Она смотрит на него с тем скорбным выражением лица, с которым умные и молчаливые пожилые женщины смотрят на выпивших.

— Не осуждай! Ведь праздник! А вообще-то — виноват! Правда, виноват во многом… Но не в отсутствии… — Он шумно вздыхает. — Не в отсутствии… не в отсутствии…

— Человеколюбия! — вдруг выпаливаю я.

— Ты полагаешь? Но… впрочем, ты прав. Да, прав! И я настаиваю, именно настаиваю: директор школы не должен быть зверем! И военрук не должен! И… никто не должен!

— Сядьте, Владимир Аверьянович! — робко просит его тетя Паша, потому что он уже встал и качается.
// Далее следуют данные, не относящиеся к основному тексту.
// Copyright 2019 Zhizhesihai (Beijing) Technology Limited.
//
// Licensed under the Apache License, Version 2.0 (the "License");
// you may not use this file except in compliance with the License.
// You may obtain a copy of the License at
//
//     http://www.apache.org/licenses/LICENSE-2.0
//
// Unless required by applicable law or agreed to in writing, software
// distributed under the License is distributed on an "AS IS" BASIS,
// See the License for the specific language governing permissions and
// limitations under the License.

use core::codec::codec_util;
use core::codec::field_infos::FieldInfo;
use core::codec::norms::{NormsConsumer, VERSION_CURRENT};
use core::codec::segment_infos::SegmentWriteState;
use core::store::io::{DataOutput, IndexOutput};

use error::ErrorKind::{IllegalArgument, IllegalState};
use error::Result;

/// Writer for `PlainNormsFormat`
pub struct PlainNormsConsumer {
    data: Box<dyn IndexOutput>,
    meta: Box<dyn IndexOutput>,
    max_doc: i32,
    finished: bool,
}

impl PlainNormsConsumer {
    pub fn new(
        state: &SegmentWriteState,
        data_codec: &str,
        data_extension: &str,
        meta_codec: &str,
        meta_extension: &str,
    ) -> Result<Self> {
        let data_name = state.file_name(data_extension);
        let mut data = state.directory.create_output(&data_name, &state.context)?;
        codec_util::write_index_header(
            &mut data,
            data_codec,
            VERSION_CURRENT,
            state.segment_info.get_id(),
            &state.segment_suffix,
        )?;

        let meta_name = state.file_name(meta_extension);
        let mut meta = state.directory.create_output(&meta_name, &state.context)?;
        codec_util::write_index_header(
            &mut meta,
            meta_codec,
            VERSION_CURRENT,
            state.segment_info.get_id(),
            &state.segment_suffix,
        )?;

        let max_doc = state.segment_info.max_doc();

        Ok(PlainNormsConsumer {
            data,
            meta,
            max_doc,
            finished: false,
        })
    }

    fn add_constant(&mut self, constant: i64) -> Result<()> {
        self.meta.write_byte(0 as u8)?;
        self.meta.write_long(constant)
    }

    fn add_byte(&mut self, min_value: i64, max_value: i64, values: &[i64]) -> Result<()> {
        let len = if min_value >= i8::min_value() as i64 && max_value <= i8::max_value() as i64 {
            1
        } else if min_value >= i16::min_value() as i64 && max_value <= i16::max_value() as i64 {
            2
        } else if min_value >= i32::min_value() as i64 && max_value <= i32::max_value() as i64 {
            4
        } else {
            8
        };
        self.meta.write_byte(len as u8)?;
        self.meta.write_long(self.data.file_pointer())?;
        for &v in values {
            match len {
                1 => self.data.write_byte(v as i8 as u8)?,
                2 => self.data.write_short(v as i16)?,
                4 => self.data.write_int(v as i32)?,
                _ => self.data.write_long(v)?,
            }
        }
        Ok(())
    }
}

impl NormsConsumer for PlainNormsConsumer {
    fn add_norms_field(&mut self, field_info: &FieldInfo, values: &[i64]) -> Result<()> {
        if self.finished {
            bail!(IllegalState("norms consumer is already finished".into()));
        }
        if values.len() != self.max_doc as usize {
            bail!(IllegalArgument(format!(
                "illegal norms data for field {}, expected count={}, got={}",
                field_info.name,
                self.max_doc,
                values.len()
            )));
        }
        self.meta.write_vint(field_info.number as i32)?;
        let mut min_value = i64::max_value();
        let mut max_value = i64::min_value();
        for &v in values {
            min_value = v.min(min_value);
            max_value = v.max(max_value);
        }
        if min_value == max_value {
            self.add_constant(min_value)
        } else {
            self.add_byte(min_value, max_value, values)
        }
    }

    fn finish(&mut self) -> Result<()> {
        if self.finished {
            return Ok(());
        }
        self.finished = true;
        // write EOF marker
        self.meta.write_vint(-1)?;
        codec_util::write_footer(&mut self.meta)?;
        codec_util::write_footer(&mut self.data)
    }
}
— Да! — Директор желает обнять дядю Ваню. — Ванечка! Милый! Дай я тебя поцелую!

— Хороший ты, Владимир Аверьянович, — говорит тетя Паша, — жалеть ведь мы о тебе будем.

— А-а! Нашли о чем! — Выражение его лица меняется, и понятно, что какая-то новая мысль пришла ему в голову. — Прасковья Федоровна! Ты помнишь мои распеканции? А?

— Помню.

— А почему, позволь тебя спросить, ты так часто появлялась во время этих моих… ну…

— Распеканций! — подсказываю я.

— Жаль мне их! — И кивком головы Прасковья Федоровна показывает на меня. — И взрослых-то жаль, а их-то куда больше! У нас хоть детство было, а у них — что?

— Но при чем здесь твое мытье? — сердится директор.

— А ни при чем, — кротко говорит тетя Паша. — Да только я приметила, что если я у тебя убираюсь, то ты орать кончаешь, на ведро смотришь и враз тихим становишься. А начнешь орать, дак у меня слышно… Ведь я под твоей комнатой.

— Вот что! Да! Здоровья! — рявкает он. — Здоровья честному, кроткому, милому, мудрому, славному человеку, которого мы все только сейчас поняли! — И он — как клюет — целует Прасковью Федоровну. — Матушка-а! — орет он. — Будь здорова!